Open MPI logo

Open MPI Development Mailing List Archives

  |   Home   |   Support   |   FAQ   |   all Development mailing list

Subject: [OMPI devel] [PATCH] Re: Still having issues w/ opal_path_nfs and EPERM
From: Paul Hargrove (phhargrove_at_[hidden])
Date: 2014-02-09 19:36:01


I found the source of the problem, and a solution.

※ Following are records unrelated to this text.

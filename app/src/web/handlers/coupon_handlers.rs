// app/src/web/handlers/coupon_handlers.rs

use actix_web::{web, HttpResponse};
use fulfillment::{FulfillmentError, Store};
use serde::{Deserialize, Serialize};
use tracing::{info, instrument};
use uuid::Uuid;

use crate::errors::AppError;
use crate::state::AppState;
use crate::web::envelope;
use crate::web::extractors::AuthenticatedPrincipal;

#[derive(Deserialize, Debug)]
#[serde(rename_all = "camelCase")]
pub struct ValidateCouponPayload {
  pub code: String,
  pub user_id: Uuid,
  pub order_amount_cents: i64,
}

#[derive(Serialize, Debug)]
#[serde(rename_all = "camelCase")]
pub struct CouponQuoteView {
  pub coupon_id: Uuid,
  pub code: String,
  pub discount_cents: i64,
  pub final_amount_cents: i64,
}

#[instrument(
    name = "handler::validate_coupon",
    skip(app_state, payload, principal),
    fields(code = %payload.code, user_id = %payload.user_id)
)]
pub async fn validate_coupon_handler<S: Store>(
  app_state: web::Data<AppState<S>>,
  principal: AuthenticatedPrincipal,
  payload: web::Json<ValidateCouponPayload>,
) -> Result<HttpResponse, AppError> {
  let principal = principal.into_inner();
  if !principal.can_act_for(payload.user_id) {
    return Err(FulfillmentError::Forbidden("cannot validate coupons for another user".to_string()).into());
  }

  let quote = app_state
    .fulfillment
    .coupons()
    .validate(&payload.code, payload.user_id, payload.order_amount_cents)
    .await?;
  info!(discount_cents = quote.discount_cents, "Coupon validated.");

  Ok(envelope::ok(
    "Coupon is valid.",
    CouponQuoteView {
      coupon_id: quote.coupon.id,
      code: quote.coupon.code,
      discount_cents: quote.discount_cents,
      final_amount_cents: quote.final_amount_cents,
    },
  ))
}
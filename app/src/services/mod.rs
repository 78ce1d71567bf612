// app/src/services/mod.rs

pub mod notifier;
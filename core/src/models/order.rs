// core/src/models/order.rs

use chrono::{DateTime, Utc};
use serde::{Deserialize, Serialize};
use std::fmt;
use std::str::FromStr;
use uuid::Uuid;

use super::ParseEnumError;

/// Lifecycle of an order. Cancelled and Refunded are terminal.
#[derive(Debug, Clone, Copy, PartialEq, Eq, Hash, Serialize, Deserialize)]
pub enum OrderStatus {
  /// Created at checkout, awaiting payment.
  Pending,
  /// Paid. Coupon redeemed, registrations Active.
  Completed,
  Cancelled,
  /// Every registration was refunded through approved withdrawals.
  Refunded,
}

impl OrderStatus {
  /// Every legal edge of the order state machine. Anything else is rejected
  /// before a single row is touched.
  pub const TRANSITIONS: [(OrderStatus, OrderStatus); 3] = [
    (OrderStatus::Pending, OrderStatus::Completed),
    (OrderStatus::Pending, OrderStatus::Cancelled),
    (OrderStatus::Completed, OrderStatus::Refunded),
  ];

  pub fn can_transition_to(self, target: OrderStatus) -> bool {
    Self::TRANSITIONS.contains(&(self, target))
  }

  pub fn is_terminal(self) -> bool {
    matches!(self, OrderStatus::Cancelled | OrderStatus::Refunded)
  }

  /// Storage representation.
  pub fn as_str(self) -> &'static str {
    match self {
      OrderStatus::Pending => "pending",
      OrderStatus::Completed => "completed",
      OrderStatus::Cancelled => "cancelled",
      OrderStatus::Refunded => "refunded",
    }
  }
}

impl fmt::Display for OrderStatus {
  fn fmt(&self, f: &mut fmt::Formatter<'_>) -> fmt::Result {
    fmt::Debug::fmt(self, f)
  }
}

impl FromStr for OrderStatus {
  type Err = ParseEnumError;

  fn from_str(s: &str) -> Result<Self, Self::Err> {
    match s.trim().to_ascii_lowercase().as_str() {
      "pending" => Ok(OrderStatus::Pending),
      "completed" => Ok(OrderStatus::Completed),
      "cancelled" => Ok(OrderStatus::Cancelled),
      "refunded" => Ok(OrderStatus::Refunded),
      _ => Err(ParseEnumError::new("order status", s)),
    }
  }
}

/// A purchase of one or more events. Money is in cents; `price_cents` is what
/// the customer pays and `discount_cents` what the coupon took off.
#[derive(Debug, Clone, PartialEq, Eq, Serialize, Deserialize)]
#[serde(rename_all = "camelCase")]
pub struct Order {
  pub id: Uuid,
  pub user_id: Uuid,
  /// See [`Order::order_number_for`].
  pub order_no: String,
  pub status: OrderStatus,
  /// Final payable amount, after discount.
  pub price_cents: i64,
  pub payment_method: String,
  pub discount_cents: i64,
  /// Quoted at checkout; redeemed only when the order completes.
  pub coupon_id: Option<Uuid>,
  pub created_at: DateTime<Utc>,
  pub updated_at: DateTime<Utc>,
}

impl Order {
  /// Amount before discount.
  pub fn gross_cents(&self) -> i64 {
    self.price_cents + self.discount_cents
  }

  /// Human-facing order number, e.g. `ORD-20261018-3F2A9C1B`.
  pub fn order_number_for(id: Uuid, created_at: DateTime<Utc>) -> String {
    let suffix = id.simple().to_string()[..8].to_ascii_uppercase();
    format!("ORD-{}-{}", created_at.format("%Y%m%d"), suffix)
  }
}

/// One purchased event. An order holds one item per distinct event.
#[derive(Debug, Clone, PartialEq, Eq, Serialize, Deserialize)]
#[serde(rename_all = "camelCase")]
pub struct OrderItem {
  pub id: Uuid,
  pub order_id: Uuid,
  pub event_id: Uuid,
  /// 1-based position within the order; feeds invoice numbering.
  pub line_no: i32,
  /// Event price at purchase time.
  pub price_cents: i64,
}

#[cfg(test)]
mod tests {
  use super::*;

  #[test]
  fn transition_table_allows_only_documented_edges() {
    use OrderStatus::*;
    let all = [Pending, Completed, Cancelled, Refunded];
    let mut allowed = Vec::new();
    for from in all {
      for to in all {
        if from.can_transition_to(to) {
          allowed.push((from, to));
        }
      }
    }
    assert_eq!(allowed, vec![(Pending, Completed), (Pending, Cancelled), (Completed, Refunded)]);
  }

  #[test]
  fn status_round_trips_through_storage_name() {
    for status in [OrderStatus::Pending, OrderStatus::Refunded] {
      assert_eq!(status.as_str().parse::<OrderStatus>().unwrap(), status);
    }
    assert!("shipped".parse::<OrderStatus>().is_err());
  }

  #[test]
  fn order_number_is_derived_from_id_and_date() {
    let id = Uuid::parse_str("3f2a9c1b-0000-4000-8000-000000000000").unwrap();
    let at = DateTime::parse_from_rfc3339("2026-10-18T09:30:00Z").unwrap().with_timezone(&Utc);
    assert_eq!(Order::order_number_for(id, at), "ORD-20261018-3F2A9C1B");
  }
}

The following is r30612, in which Jeff thought he had fixed the problem:

--- opal/util/path.c (revision 30611)
+++ opal/util/path.c (revision 30612)
@@ -515,12 +515,17 @@
     } while (-1 == vfsrc && ESTALE == errno && (0 < --trials));
 #endif

- /* In case some error with the current filename, try the directory */
+ /* In case some error with the current filename, try the parent
+ directory */
     if (-1 == fsrc && -1 == vfsrc) {
         char * last_sep;

         OPAL_OUTPUT_VERBOSE((10, 0, "opal_path_nfs: stat(v)fs on file:%s
failed errno:%d directory:%s\n",
                              fname, errno, file));
+ if (EPERM == errno) {
+ free(file);
+ return false;
+ }

         last_sep = strrchr(file, OPAL_PATH_SEP[0]);
         /* Stop the search, when we have searched past root '/' */

The new code to handle EPERM isn't reachable in general because fsrc and
vfsrc aren't initialized and thus won't both be -1 unless both calls have
run and failed. However, on many/most systems only one of the two calls
exist. If I weren't passing --enable-debug to all my builds, I suspect I'd
have seen an used-uninitialized warning for the "if" (which is a product of
other recent fixes in this function, r30198 on trunk).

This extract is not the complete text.